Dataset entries
━━━━━━━━━━━━━━━━

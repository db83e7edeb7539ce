use actix_web::{web, HttpResponse};
use chrono::{DateTime, Utc};
use serde::{Deserialize, Serialize};
use utoipa::ToSchema;

use crate::application::invoice_service::InvoiceService;
use crate::domain::invoice::{Invoice, InvoicePatch, InvoiceView, NewInvoice, PaymentMethod, PaymentStatus};
use crate::errors::AppError;

use super::orders::OrderLineResponse;
use super::{parse_field, AppState, PageParams, PageResponse};

// ── Request / response DTOs ──────────────────────────────────────────────────

#[derive(Debug, Deserialize, ToSchema)]
pub struct CreateInvoiceRequest {
    pub order_id: String,
    /// CARD, CASH or empty.
    pub payment_method: Option<String>,
    /// PENDING (default) or PAID.
    pub payment_status: Option<String>,
}

#[derive(Debug, Default, Deserialize, ToSchema)]
pub struct UpdateInvoiceRequest {
    pub payment_method: Option<String>,
    pub payment_status: Option<String>,
}

#[derive(Debug, Serialize, ToSchema)]
pub struct InvoiceResponse {
    pub invoice_id: String,
    pub order_id: String,
    pub payment_method: Option<String>,
    pub payment_status: Option<String>,
    pub payment_due_date: DateTime<Utc>,
    pub created_at: DateTime<Utc>,
    pub updated_at: DateTime<Utc>,
}

impl From<Invoice> for InvoiceResponse {
    fn from(i: Invoice) -> Self {
        Self {
            invoice_id: i.invoice_id,
            order_id: i.order_id,
            payment_method: i.payment_method.map(|m| m.to_string()),
            payment_status: i.payment_status.map(|s| s.to_string()),
            payment_due_date: i.payment_due_date,
            created_at: i.created_at,
            updated_at: i.updated_at,
        }
    }
}

#[derive(Debug, Serialize, ToSchema)]
pub struct InvoiceViewResponse {
    pub invoice_id: String,
    /// The literal "null" when the invoice carries no payment method.
    pub payment_method: String,
    pub order_id: String,
    pub payment_status: Option<String>,
    pub payment_due: Option<f64>,
    pub table_number: Option<i32>,
    pub payment_due_date: DateTime<Utc>,
    pub order_details: Option<Vec<OrderLineResponse>>,
}

impl From<InvoiceView> for InvoiceViewResponse {
    fn from(v: InvoiceView) -> Self {
        Self {
            invoice_id: v.invoice_id,
            payment_method: v.payment_method,
            order_id: v.order_id,
            payment_status: v.payment_status.map(|s| s.to_string()),
            payment_due: v.payment_due,
            table_number: v.table_number,
            payment_due_date: v.payment_due_date,
            order_details: v
                .order_details
                .map(|lines| lines.into_iter().map(OrderLineResponse::from).collect()),
        }
    }
}

fn parse_method(raw: Option<String>) -> Result<Option<PaymentMethod>, AppError> {
    raw.as_deref().map(parse_field::<PaymentMethod>).transpose()
}

fn parse_status(raw: Option<String>) -> Result<Option<PaymentStatus>, AppError> {
    raw.as_deref().map(parse_field::<PaymentStatus>).transpose()
}

// ── Handlers ─────────────────────────────────────────────────────────────────

#[utoipa::path(
    get,
    path = "/invoices",
    params(PageParams),
    responses(
        (status = 200, description = "One page of invoices", body = PageResponse<InvoiceResponse>),
        (status = 504, description = "Listing timed out"),
    ),
    tag = "invoices"
)]
pub async fn list_invoices(
    state: web::Data<AppState>,
    paging: web::Query<PageParams>,
) -> Result<HttpResponse, AppError> {
    let request = paging.request();
    let page = state
        .run(move |store| InvoiceService::new(store).list_invoices(request))
        .await?;
    Ok(HttpResponse::Ok().json(PageResponse::<InvoiceResponse>::from_page(page)))
}

/// GET /invoices/{invoice_id}
///
/// The invoice joined with its order's lines, total due and table number.
#[utoipa::path(
    get,
    path = "/invoices/{invoice_id}",
    params(("invoice_id" = String, Path, description = "Invoice id")),
    responses(
        (status = 200, description = "Invoice view", body = InvoiceViewResponse),
        (status = 404, description = "Invoice not found"),
        (status = 504, description = "Aggregation timed out"),
        (status = 500, description = "Aggregation failed"),
    ),
    tag = "invoices"
)]
pub async fn get_invoice(
    state: web::Data<AppState>,
    path: web::Path<String>,
) -> Result<HttpResponse, AppError> {
    let invoice_id = path.into_inner();
    let view = state
        .run(move |store| InvoiceService::new(store).build_view(&invoice_id))
        .await?;
    Ok(HttpResponse::Ok().json(InvoiceViewResponse::from(view)))
}

/// POST /invoices
///
/// The due date is always one day after creation.
#[utoipa::path(
    post,
    path = "/invoices",
    request_body = CreateInvoiceRequest,
    responses(
        (status = 201, description = "Invoice created", body = InvoiceResponse),
        (status = 400, description = "Invalid payment method or status"),
        (status = 404, description = "Order not found"),
    ),
    tag = "invoices"
)]
pub async fn create_invoice(
    state: web::Data<AppState>,
    body: web::Json<CreateInvoiceRequest>,
) -> Result<HttpResponse, AppError> {
    let body = body.into_inner();
    let input = NewInvoice {
        order_id: body.order_id,
        payment_method: parse_method(body.payment_method)?,
        payment_status: parse_status(body.payment_status)?,
    };
    let invoice = state
        .run(move |store| InvoiceService::new(store).create_invoice(input))
        .await?;
    Ok(HttpResponse::Created().json(InvoiceResponse::from(invoice)))
}

#[utoipa::path(
    patch,
    path = "/invoices/{invoice_id}",
    params(("invoice_id" = String, Path, description = "Invoice id")),
    request_body = UpdateInvoiceRequest,
    responses(
        (status = 200, description = "Invoice updated", body = InvoiceResponse),
        (status = 400, description = "Invalid payment method or status"),
        (status = 404, description = "Invoice not found"),
    ),
    tag = "invoices"
)]
pub async fn update_invoice(
    state: web::Data<AppState>,
    path: web::Path<String>,
    body: web::Json<UpdateInvoiceRequest>,
) -> Result<HttpResponse, AppError> {
    let invoice_id = path.into_inner();
    let body = body.into_inner();
    let patch = InvoicePatch {
        payment_method: parse_method(body.payment_method)?,
        payment_status: parse_status(body.payment_status)?,
    };
    let invoice = state
        .run(move |store| InvoiceService::new(store).update_invoice(&invoice_id, patch))
        .await?;
    Ok(HttpResponse::Ok().json(InvoiceResponse::from(invoice)))
}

━━━━━━━━━━━━━━━━

Every line above that holds "InvoiceService" should be copied out.

▶ **Task response**:
use crate::application::invoice_service::InvoiceService;
        .run(move |store| InvoiceService::new(store).list_invoices(request))
        .run(move |store| InvoiceService::new(store).build_view(&invoice_id))
        .run(move |store| InvoiceService::new(store).create_invoice(input))
        .run(move |store| InvoiceService::new(store).update_invoice(&invoice_id, patch))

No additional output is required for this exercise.